Many of these houses are still well-kept till this day, including the ancestry hall of the famous “green gang” head Du Yuesheng, who was born here in 1888. By 1930, Du had accumulated incredible wealth and influence in Shanghai through his businesses. Like many Chinese, he decided to bring glory to his ancestors by building a large ancestry hall in his hometown.

The opening ceremony of the hall was one of the biggest events of the year in 1931, with thousands of people parading along with the music played by city’s police orchestra, while top military and government leaders also attended the event.

Though a notorious mob head, Du followed the Chinese traditions of bringing benefits to his hometown, opening a primary school and hospital in the ancestry hall. He financed the expansion of the main road and helped found the Gaoqiao Middle School that still stands today.

Nonetheless, he was one of the many from the town who turned from nobody to somebody in the complex and fashionable city of Shanghai.

Yangxiantang, not far from Du’s ancestry hall, was built by another merchant Shen Jinfu in the 1930s. It literally means admiration of the saints and is an intriguing building that integrates traditional Chinese and Western styles, where wooden sculptures of 24 folk tales about respecting parents are carved above window glasses that were fashionable at the time.

Shen, who was born into poverty, became a major rice distributor in the city, and his in-laws worked as major building contractors.

He turned to them for his big mansion back in his hometown, which not only worked out more expensive but also took 13 years to be completed. It was also the first house in the town that had a basement. Shen’s eldest son hid all the family treasures in that basement when they fled after the Japanese troops marched into Shanghai.

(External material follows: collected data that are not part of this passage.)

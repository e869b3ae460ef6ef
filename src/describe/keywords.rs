use std::{fmt, fs::File, io::BufReader, path::Path, str::FromStr};

use crate::foundation::error::{PosterError, PosterResult};

#[derive(
    Clone, Copy, Debug, PartialEq, Eq, PartialOrd, Ord, Hash, serde::Serialize, serde::Deserialize,
)]
#[serde(rename_all = "lowercase")]
/// Canonical motion primitive that a description can ask for.
pub enum MovementKind {
    /// Horizontal slide-in.
    Slide,
    /// Vertical hop.
    Bounce,
    /// Opacity ramp.
    Fade,
    /// Full turn.
    Rotate,
    /// Grow with overshoot.
    Scale,
    /// Gentle throb.
    Pulse,
}

impl MovementKind {
    /// All movement kinds in their canonical (default scan) order.
    pub const ALL: [Self; 6] = [
        Self::Slide,
        Self::Bounce,
        Self::Fade,
        Self::Rotate,
        Self::Scale,
        Self::Pulse,
    ];

    /// Lowercase tag used in animation names and serialized feature sets.
    pub fn as_str(self) -> &'static str {
        match self {
            Self::Slide => "slide",
            Self::Bounce => "bounce",
            Self::Fade => "fade",
            Self::Rotate => "rotate",
            Self::Scale => "scale",
            Self::Pulse => "pulse",
        }
    }
}

impl fmt::Display for MovementKind {
    fn fmt(&self, f: &mut fmt::Formatter<'_>) -> fmt::Result {
        f.write_str(self.as_str())
    }
}

#[derive(Clone, Copy, Debug, Default, PartialEq, Eq, serde::Serialize, serde::Deserialize)]
#[serde(into = "String", try_from = "String")]
/// Duration bucket selected by timing keywords.
pub enum Timing {
    /// `1s`.
    Fast,
    /// `2s`.
    #[default]
    Normal,
    /// `3s`.
    Slow,
}

impl Timing {
    /// CSS `<time>` value for this bucket.
    pub fn as_css(self) -> &'static str {
        match self {
            Self::Fast => "1s",
            Self::Normal => "2s",
            Self::Slow => "3s",
        }
    }
}

impl fmt::Display for Timing {
    fn fmt(&self, f: &mut fmt::Formatter<'_>) -> fmt::Result {
        f.write_str(self.as_css())
    }
}

impl From<Timing> for String {
    fn from(value: Timing) -> Self {
        value.as_css().to_string()
    }
}

impl TryFrom<String> for Timing {
    type Error = PosterError;

    fn try_from(value: String) -> Result<Self, Self::Error> {
        match value.trim() {
            "1s" => Ok(Self::Fast),
            "2s" => Ok(Self::Normal),
            "3s" => Ok(Self::Slow),
            other => Err(PosterError::validation(format!(
                "unknown timing '{other}' (expected 1s, 2s or 3s)"
            ))),
        }
    }
}

#[derive(Clone, Copy, Debug, Default, PartialEq, serde::Serialize, serde::Deserialize)]
#[serde(into = "String", try_from = "String")]
/// CSS easing function applied to a generated animation.
pub enum Easing {
    /// `ease`.
    #[default]
    Ease,
    /// `linear`.
    Linear,
    /// `ease-out`.
    EaseOut,
    /// `ease-in-out`.
    EaseInOut,
    /// `cubic-bezier(x1, y1, x2, y2)`.
    CubicBezier([f64; 4]),
}

impl Easing {
    /// Overshooting curve shared by the elastic and bounce easing keywords.
    pub const ELASTIC: Self = Self::CubicBezier([0.68, -0.55, 0.265, 1.55]);
}

impl fmt::Display for Easing {
    fn fmt(&self, f: &mut fmt::Formatter<'_>) -> fmt::Result {
        match self {
            Self::Ease => f.write_str("ease"),
            Self::Linear => f.write_str("linear"),
            Self::EaseOut => f.write_str("ease-out"),
            Self::EaseInOut => f.write_str("ease-in-out"),
            Self::CubicBezier([x1, y1, x2, y2]) => {
                write!(f, "cubic-bezier({x1}, {y1}, {x2}, {y2})")
            }
        }
    }
}

impl FromStr for Easing {
    type Err = PosterError;

    fn from_str(s: &str) -> Result<Self, Self::Err> {
        let s = s.trim().to_ascii_lowercase();
        match s.as_str() {
            "ease" => return Ok(Self::Ease),
            "linear" => return Ok(Self::Linear),
            "ease-out" => return Ok(Self::EaseOut),
            "ease-in-out" => return Ok(Self::EaseInOut),
            _ => {}
        }

        let args = s
            .strip_prefix("cubic-bezier(")
            .and_then(|rest| rest.strip_suffix(')'))
            .ok_or_else(|| PosterError::validation(format!("unknown easing '{s}'")))?;

        let mut points = [0.0f64; 4];
        let mut count = 0usize;
        for part in args.split(',') {
            if count == points.len() {
                return Err(PosterError::validation(
                    "cubic-bezier takes exactly 4 numbers",
                ));
            }
            points[count] = part.trim().parse::<f64>().map_err(|e| {
                PosterError::validation(format!("cubic-bezier argument '{}': {e}", part.trim()))
            })?;
            count += 1;
        }
        if count != points.len() {
            return Err(PosterError::validation(
                "cubic-bezier takes exactly 4 numbers",
            ));
        }
        if points.iter().any(|v| !v.is_finite()) {
            return Err(PosterError::validation(
                "cubic-bezier arguments must be finite",
            ));
        }
        Ok(Self::CubicBezier(points))
    }
}

impl From<Easing> for String {
    fn from(value: Easing) -> Self {
        value.to_string()
    }
}

impl TryFrom<String> for Easing {
    type Error = PosterError;

    fn try_from(value: String) -> Result<Self, Self::Error> {
        value.parse()
    }
}

#[derive(Clone, Copy, Debug, PartialEq, Eq, Hash, serde::Serialize, serde::Deserialize)]
#[serde(rename_all = "lowercase")]
/// Modifier appended verbatim to the animation shorthand.
pub enum Effect {
    /// `infinite` iteration count.
    Infinite,
    /// `alternate` direction.
    Alternate,
}

impl Effect {
    /// CSS keyword for this modifier.
    pub fn as_str(self) -> &'static str {
        match self {
            Self::Infinite => "infinite",
            Self::Alternate => "alternate",
        }
    }
}

impl fmt::Display for Effect {
    fn fmt(&self, f: &mut fmt::Formatter<'_>) -> fmt::Result {
        f.write_str(self.as_str())
    }
}

#[derive(Clone, Debug, PartialEq, Eq, serde::Serialize, serde::Deserialize)]
#[serde(deny_unknown_fields)]
/// Keyword variants that map onto one movement kind.
pub struct MovementKeywords {
    /// Canonical kind produced when any keyword matches.
    pub kind: MovementKind,
    /// Literal substrings (any language) that select this kind.
    pub keywords: Vec<String>,
}

#[derive(Clone, Debug, PartialEq, Eq, serde::Serialize, serde::Deserialize)]
#[serde(deny_unknown_fields)]
/// Immutable keyword lookup table driving feature extraction.
///
/// The order of [`KeywordTable::movements`] is the scan order: extracted movements come out in
/// this order, regardless of where their keywords appear in the description. Reordering the
/// table therefore changes the generated animation name and the keyframe merge order.
///
/// All keywords are stored lowercased; matching lowercases the description and looks for plain
/// substrings. Loading rejects categories other than the ones below.
pub struct KeywordTable {
    pub(crate) movements: Vec<MovementKeywords>,
    #[serde(default)]
    pub(crate) fast: Vec<String>,
    #[serde(default)]
    pub(crate) slow: Vec<String>,
    #[serde(default)]
    pub(crate) linear: Vec<String>,
    #[serde(default)]
    pub(crate) elastic: Vec<String>,
    #[serde(default)]
    pub(crate) bounce_easing: Vec<String>,
    #[serde(default)]
    pub(crate) infinite: Vec<String>,
    #[serde(default)]
    pub(crate) alternate: Vec<String>,
}

fn words(list: &[&str]) -> Vec<String> {
    list.iter().map(|w| (*w).to_string()).collect()
}

impl Default for KeywordTable {
    /// Built-in Chinese + English vocabulary.
    fn default() -> Self {
        let movement = |kind, list: &[&str]| MovementKeywords {
            kind,
            keywords: words(list),
        };
        Self {
            movements: vec![
                movement(MovementKind::Slide, &["滑动", "滑入", "slide", "move"]),
                movement(MovementKind::Bounce, &["弹跳", "bounce", "跳跃"]),
                movement(MovementKind::Fade, &["淡入", "淡出", "fade", "透明"]),
                movement(MovementKind::Rotate, &["旋转", "rotate", "转动"]),
                movement(MovementKind::Scale, &["缩放", "放大", "缩小", "scale"]),
                movement(MovementKind::Pulse, &["脉冲", "pulse", "心跳"]),
            ],
            fast: words(&["快速", "fast"]),
            slow: words(&["慢速", "slow"]),
            linear: words(&["线性", "linear"]),
            elastic: words(&["弹性", "elastic"]),
            bounce_easing: words(&["弹跳", "bounce"]),
            infinite: words(&["无限", "循环", "infinite", "loop"]),
            alternate: words(&["交替", "alternate", "来回"]),
        }
    }
}

impl KeywordTable {
    /// Parse and validate a keyword table from JSON.
    ///
    /// Unreadable JSON is a config error; well-formed JSON with unknown categories, unknown
    /// movement kinds or missing `movements` is a validation error.
    pub fn from_reader<R: std::io::Read>(r: R) -> PosterResult<Self> {
        let raw: serde_json::Value = serde_json::from_reader(r)
            .map_err(|e| PosterError::config(format!("parse keyword table JSON: {e}")))?;
        let table: Self = serde_json::from_value(raw)
            .map_err(|e| PosterError::validation(format!("invalid keyword table: {e}")))?;
        table.normalized()
    }

    /// Parse and validate a keyword table from a JSON file on disk.
    pub fn from_path(path: impl AsRef<Path>) -> PosterResult<Self> {
        let path = path.as_ref();
        let f = File::open(path).map_err(|e| {
            PosterError::config(format!("open keyword table '{}': {e}", path.display()))
        })?;
        Self::from_reader(BufReader::new(f))
    }

    /// Return a copy of this table whose movement scan order is `order`.
    ///
    /// `order` must be a permutation of the kinds already present in the table.
    pub fn with_scan_order(&self, order: &[MovementKind]) -> PosterResult<Self> {
        if order.len() != self.movements.len() {
            return Err(PosterError::validation(format!(
                "scan order lists {} kinds but the table has {}",
                order.len(),
                self.movements.len()
            )));
        }
        let mut movements = Vec::with_capacity(order.len());
        for kind in order {
            let entry = self
                .movements
                .iter()
                .find(|m| m.kind == *kind)
                .ok_or_else(|| {
                    PosterError::validation(format!("scan order names unknown kind '{kind}'"))
                })?;
            if movements.iter().any(|m: &MovementKeywords| m.kind == *kind) {
                return Err(PosterError::validation(format!(
                    "scan order lists '{kind}' twice"
                )));
            }
            movements.push(entry.clone());
        }
        Ok(Self {
            movements,
            ..self.clone()
        })
    }

    /// Movement kinds in scan order.
    pub fn scan_order(&self) -> impl Iterator<Item = MovementKind> + '_ {
        self.movements.iter().map(|m| m.kind)
    }

    fn normalized(mut self) -> PosterResult<Self> {
        let mut seen = Vec::with_capacity(self.movements.len());
        for entry in &self.movements {
            if seen.contains(&entry.kind) {
                return Err(PosterError::validation(format!(
                    "movement '{}' is listed more than once",
                    entry.kind
                )));
            }
            seen.push(entry.kind);
        }

        for entry in &mut self.movements {
            lower_all(&mut entry.keywords, entry.kind.as_str())?;
        }
        lower_all(&mut self.fast, "fast")?;
        lower_all(&mut self.slow, "slow")?;
        lower_all(&mut self.linear, "linear")?;
        lower_all(&mut self.elastic, "elastic")?;
        lower_all(&mut self.bounce_easing, "bounce_easing")?;
        lower_all(&mut self.infinite, "infinite")?;
        lower_all(&mut self.alternate, "alternate")?;
        Ok(self)
    }
}

fn lower_all(list: &mut [String], category: &str) -> PosterResult<()> {
    for word in list.iter_mut() {
        if word.trim().is_empty() {
            return Err(PosterError::validation(format!(
                "keyword list '{category}' contains an empty keyword"
            )));
        }
        *word = word.to_lowercase();
    }
    Ok(())
}

/// True when any keyword occurs in the (already lowercased) haystack.
pub(crate) fn any_match(haystack: &str, keywords: &[String]) -> bool {
    keywords.iter().any(|k| haystack.contains(k.as_str()))
}

#[cfg(test)]
#[path = "../../tests/unit/describe/keywords.rs"]
mod tests;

Quieter, little-known water towns that have escaped tourism trap

Liantang Town

The training pond for ancient navy

Liantang in Qingpu District means a pond that was used to train the navy. The name is said to have come from the Three Kingdoms Period (AD 220-280), when the area first expanded into a town. During the time of Wu Kingdom, the place, typical of water towns with ponds, creeks, canals and rivers, is said to have been the training base of the kingdom’s freshwater navy, led by the legendary general Zhou Yu (AD 175-210).

The general structure of the water town has been well-kept. One major waterway crosses the place, with long twisting corridors and rows of two-floor houses that were once shops and warehouses on one side and very different kinds of buildings that used to be the residential areas on the other.

Most of the old houses were built about 150 to 200 years ago, with dozens of ancient stone bridges built as early as in the 14th century. The town is usually quiet without big crowds, and a perfect area to take pictures of water towns without getting interrupted or hit by a selfie stick!

The place is the hometown of Chen Yun (1905-95), former Chinese vice premier who is known for his contribution to China’s economic development.